Overeating, changing sleeping patterns, and significant changes in eating habits over the holiday period can upset the body’s “food clock”, a collection of genes and molecules that interact with one another and keep the human body on a metabolic even keel. The UCSF scientists inform that their new study helps reveal how this clock functions on a molecular level.

If our eating habits change, PKCy, a protein, is crucial in resetting the food clock.

Louis Ptacek, MD. and team showed that lab mice which were given food during their sleeping hours will eventually adapt their food clock and start waking up at the “sleep time feeding time”, and run around in anticipation of food. However, mice which do not have the PKCy gene never adapt, and continue sleeping right through their sleep-time meal.

A desynchronized food clock may be associated with the pathology underling certain diseases and disorders, such as metabolic syndrome, diabetes and obesity, the authors explain. They added that their study has implications for understand the molecular bases for such conditions.

Dr. Ptacek wrote that this may also explain why obesity is more common among “night-owls” than “morning larks”.

Dr. Ptacek added:

“Understanding the molecular mechanism of how eating at the “wrong” time of the day desynchronizes the clocks in our body can facilitate the development of better treatments for disorders associated with night-eating syndrome, shift work and jet lag.”

Biological clocks are as complicated as mechanical clocks. Behind a mechanical clock one can find flywheels, cogs, reciprocating counterbalances and several other moving parts. Biological clocks consist of many interacting genes that switch on or off in an orchestrated way to keep time during each 24-hour period.

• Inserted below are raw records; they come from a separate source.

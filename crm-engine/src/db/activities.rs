//! Activity history persistence (append-only)

use super::json_set;
use crm_common::models::{ActivityDomain, ActivityRecord, SourceRef};
use crm_common::Result;
use serde_json::{Map, Value};
use sqlx::sqlite::SqliteRow;
use sqlx::{Row, SqlitePool};
use uuid::Uuid;

const ACTIVITY_COLUMNS: &str = "id, unified_id, org_id, domain, activity_type, source, source_ref, \
     display_label, display_icon, display_subtext, actor_id, actor_name, metadata, \
     activity_at, created_at";

fn row_to_activity(row: &SqliteRow) -> Result<ActivityRecord> {
    let id: String = row.try_get("id")?;
    let domain: String = row.try_get("domain")?;
    let source_ref: String = row.try_get("source_ref")?;
    let metadata: String = row.try_get("metadata")?;

    Ok(ActivityRecord {
        id: Uuid::parse_str(&id)
            .map_err(|e| crm_common::Error::Internal(format!("bad activity id {id}: {e}")))?,
        unified_id: row.try_get("unified_id")?,
        org_id: row.try_get("org_id")?,
        domain: domain.parse::<ActivityDomain>()?,
        activity_type: row.try_get("activity_type")?,
        source: row.try_get("source")?,
        source_ref: serde_json::from_str::<SourceRef>(&source_ref)?,
        display_label: row.try_get("display_label")?,
        display_icon: row.try_get("display_icon")?,
        display_subtext: row.try_get("display_subtext")?,
        actor_id: row.try_get("actor_id")?,
        actor_name: row.try_get("actor_name")?,
        metadata: serde_json::from_str(&metadata)?,
        activity_at: row.try_get("activity_at")?,
        created_at: row.try_get("created_at")?,
    })
}

/// Append an activity
pub async fn insert_activity(pool: &SqlitePool, activity: &ActivityRecord) -> Result<()> {
    let has_snapshot = activity.metadata.contains_key("metricsSnapshot");
    sqlx::query(
        r#"
        INSERT INTO activities (
            id, unified_id, org_id, domain, activity_type, source, source_ref, source_ref_key,
            display_label, display_icon, display_subtext, actor_id, actor_name,
            metadata, has_snapshot, activity_at, created_at
        ) VALUES (?, ?, ?, ?, ?, ?, ?, ?, ?, ?, ?, ?, ?, ?, ?, ?, ?)
        "#,
    )
    .bind(activity.id.to_string())
    .bind(&activity.unified_id)
    .bind(&activity.org_id)
    .bind(activity.domain.as_str())
    .bind(&activity.activity_type)
    .bind(&activity.source)
    .bind(serde_json::to_string(&activity.source_ref)?)
    .bind(activity.source_ref.key())
    .bind(&activity.display_label)
    .bind(&activity.display_icon)
    .bind(&activity.display_subtext)
    .bind(&activity.actor_id)
    .bind(&activity.actor_name)
    .bind(serde_json::Value::Object(activity.metadata.clone()).to_string())
    .bind(has_snapshot)
    .bind(activity.activity_at)
    .bind(activity.created_at)
    .execute(pool)
    .await?;

    Ok(())
}

/// Rewrite an entry's payload in place, keeping its id and creation time
pub async fn replace_activity(pool: &SqlitePool, activity: &ActivityRecord) -> Result<()> {
    let has_snapshot = activity.metadata.contains_key("metricsSnapshot");
    let result = sqlx::query(
        r#"
        UPDATE activities
        SET display_label = ?, display_icon = ?, display_subtext = ?, actor_id = ?, actor_name = ?,
            metadata = ?, has_snapshot = ?, activity_at = ?
        WHERE id = ? AND org_id = ?
        "#,
    )
    .bind(&activity.display_label)
    .bind(&activity.display_icon)
    .bind(&activity.display_subtext)
    .bind(&activity.actor_id)
    .bind(&activity.actor_name)
    .bind(serde_json::Value::Object(activity.metadata.clone()).to_string())
    .bind(has_snapshot)
    .bind(activity.activity_at)
    .bind(activity.id.to_string())
    .bind(&activity.org_id)
    .execute(pool)
    .await?;

    if result.rows_affected() == 0 {
        return Err(crm_common::Error::NotFound(format!("activity {}", activity.id)));
    }
    Ok(())
}

/// The newest entry for `(unified_id, activity_type, source_ref)`, if any
pub async fn find_event_activity(
    pool: &SqlitePool,
    org_id: &str,
    unified_id: &str,
    activity_type: &str,
    source_ref: &SourceRef,
) -> Result<Option<ActivityRecord>> {
    let row = sqlx::query(&format!(
        r#"
        SELECT {ACTIVITY_COLUMNS} FROM activities
        WHERE org_id = ? AND unified_id = ? AND activity_type = ? AND source_ref_key = ?
        ORDER BY created_at DESC
        LIMIT 1
        "#
    ))
    .bind(org_id)
    .bind(unified_id)
    .bind(activity_type)
    .bind(source_ref.key())
    .fetch_optional(pool)
    .await?;

    row.as_ref().map(row_to_activity).transpose()
}

/// Whether an entry for `(unified_id, activity_type, source_ref)` already exists
pub async fn activity_exists(
    pool: &SqlitePool,
    org_id: &str,
    unified_id: &str,
    activity_type: &str,
    source_ref: &SourceRef,
) -> Result<bool> {
    let found: Option<i64> = sqlx::query_scalar(
        r#"
        SELECT 1 FROM activities
        WHERE org_id = ? AND unified_id = ? AND activity_type = ? AND source_ref_key = ?
        LIMIT 1
        "#,
    )
    .bind(org_id)
    .bind(unified_id)
    .bind(activity_type)
    .bind(source_ref.key())
    .fetch_optional(pool)
    .await?;
    Ok(found.is_some())
}

/// Most recent snapshot-bearing entry at or before `at_or_before`
///
/// An entry matching `exclude = (activity_type, source_ref)` is skipped so
/// that re-recording an event compares against the state before it.
pub async fn latest_snapshot(
    pool: &SqlitePool,
    org_id: &str,
    unified_id: &str,
    at_or_before: i64,
    exclude: Option<(&str, &SourceRef)>,
) -> Result<Option<ActivityRecord>> {
    let (exclude_type, exclude_key) = match exclude {
        Some((activity_type, source_ref)) => (activity_type.to_string(), source_ref.key()),
        None => (String::new(), String::new()),
    };
    let row = sqlx::query(&format!(
        r#"
        SELECT {ACTIVITY_COLUMNS} FROM activities
        WHERE org_id = ? AND unified_id = ? AND has_snapshot = 1 AND activity_at <= ?
          AND NOT (activity_type = ? AND source_ref_key = ?)
        ORDER BY activity_at DESC, created_at DESC
        LIMIT 1
        "#
    ))
    .bind(org_id)
    .bind(unified_id)
    .bind(at_or_before)
    .bind(exclude_type)
    .bind(exclude_key)
    .fetch_optional(pool)
    .await?;

    row.as_ref().map(row_to_activity).transpose()
}

/// Newest metrics snapshot of every customer of an org at or before `at_or_before`
///
/// Rebuilds the customer base as it stood at a past moment. Customers with no
/// snapshot by then are absent.
pub async fn latest_snapshots_per_customer(
    pool: &SqlitePool,
    org_id: &str,
    at_or_before: i64,
) -> Result<Vec<(String, Map<String, Value>)>> {
    let rows = sqlx::query(
        r#"
        SELECT unified_id, metadata FROM (
            SELECT unified_id, metadata,
                   ROW_NUMBER() OVER (
                       PARTITION BY unified_id ORDER BY activity_at DESC, created_at DESC
                   ) AS rn
            FROM activities
            WHERE org_id = ? AND has_snapshot = 1 AND activity_at <= ?
        )
        WHERE rn = 1
        ORDER BY unified_id
        "#,
    )
    .bind(org_id)
    .bind(at_or_before)
    .fetch_all(pool)
    .await?;

    let mut snapshots = Vec::with_capacity(rows.len());
    for row in &rows {
        let unified_id: String = row.try_get("unified_id")?;
        let metadata: String = row.try_get("metadata")?;
        let mut metadata: Map<String, Value> = serde_json::from_str(&metadata)?;
        if let Some(Value::Object(snapshot)) = metadata.remove("metricsSnapshot") {
            snapshots.push((unified_id, snapshot));
        }
    }
    Ok(snapshots)
}

/// Creation time of the newest entry of `activity_type`, if any
pub async fn last_created_at(
    pool: &SqlitePool,
    org_id: &str,
    unified_id: &str,
    activity_type: &str,
) -> Result<Option<i64>> {
    let ts: Option<i64> = sqlx::query_scalar(
        "SELECT MAX(created_at) FROM activities WHERE org_id = ? AND unified_id = ? AND activity_type = ?",
    )
    .bind(org_id)
    .bind(unified_id)
    .bind(activity_type)
    .fetch_one(pool)
    .await?;
    Ok(ts)
}

/// History for one customer, newest first, optionally limited to some domains
pub async fn list_activities(
    pool: &SqlitePool,
    org_id: &str,
    unified_id: &str,
    domains: &[ActivityDomain],
    limit: i64,
) -> Result<Vec<ActivityRecord>> {
    let domain_names: Vec<String> = domains.iter().map(|d| d.as_str().to_string()).collect();
    let rows = sqlx::query(&format!(
        r#"
        SELECT {ACTIVITY_COLUMNS} FROM activities
        WHERE org_id = ? AND unified_id = ?
          AND (? = 0 OR domain IN (SELECT value FROM json_each(?)))
        ORDER BY activity_at DESC, created_at DESC
        LIMIT ?
        "#
    ))
    .bind(org_id)
    .bind(unified_id)
    .bind(domain_names.len() as i64)
    .bind(json_set(&domain_names))
    .bind(limit)
    .fetch_all(pool)
    .await?;

    rows.iter().map(row_to_activity).collect()
}

/// Number of entries for a customer, optionally of one type
pub async fn count_activities(
    pool: &SqlitePool,
    org_id: &str,
    unified_id: &str,
    activity_type: Option<&str>,
) -> Result<i64> {
    let count = sqlx::query_scalar(
        r#"
        SELECT COUNT(*) FROM activities
        WHERE org_id = ? AND unified_id = ? AND (? IS NULL OR activity_type = ?)
        "#,
    )
    .bind(org_id)
    .bind(unified_id)
    .bind(activity_type)
    .bind(activity_type)
    .fetch_one(pool)
    .await?;
    Ok(count)
}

In the majority of living beings, biological clockworks depend on the circadian oscillator (a master clock) which keeps track of time and coordinates the body’s biological processes with the rhythm of a 24-hour day and night cycle.

Master clocks exist in most life forms, including mustard greens, mice and humans. Over the last ten years, scientists have discovered many of their inner workings, and identified several genes whose cycles are linked to the clock. They have discovered how in mammals, our circadian rhythms are controlled by a tiny sport in the brain, called the “superchiasmatic nucleus”.

The researchers know that apart from the master clock, human bodies have other clocks which operate in parallel throughout the day. The food clock is one of these – it is not tied to one specific spot in the brain, but rather several sites in different parts of the body.

The food clock helps our bodies make the most of what we eat. It regulates the genes that are involved in everything, from absorbing nutrients in our intestines to their dispersal in the bloodstream. Our food clock is designed to anticipate our eating patterns.

Even before we start a meal, our bodies start turning on some of these genes and switching others off, in preparation for a burst of nutrition. This is why we get bouts of hunger as our eating times approach.

Experts have known that if our eating patterns change, our food clock can be reset. If we eat at odd times or to excess, the food clock adapts. However, it was not until very recently that scientists understood how the food clock operated on a genetic level.

Dr. Ptacek and team discovered how the food clocks work at a molecular level. PKCY binds to BMAL, another molecule, and stabilizes it, resulting in a shift in the clocks timing.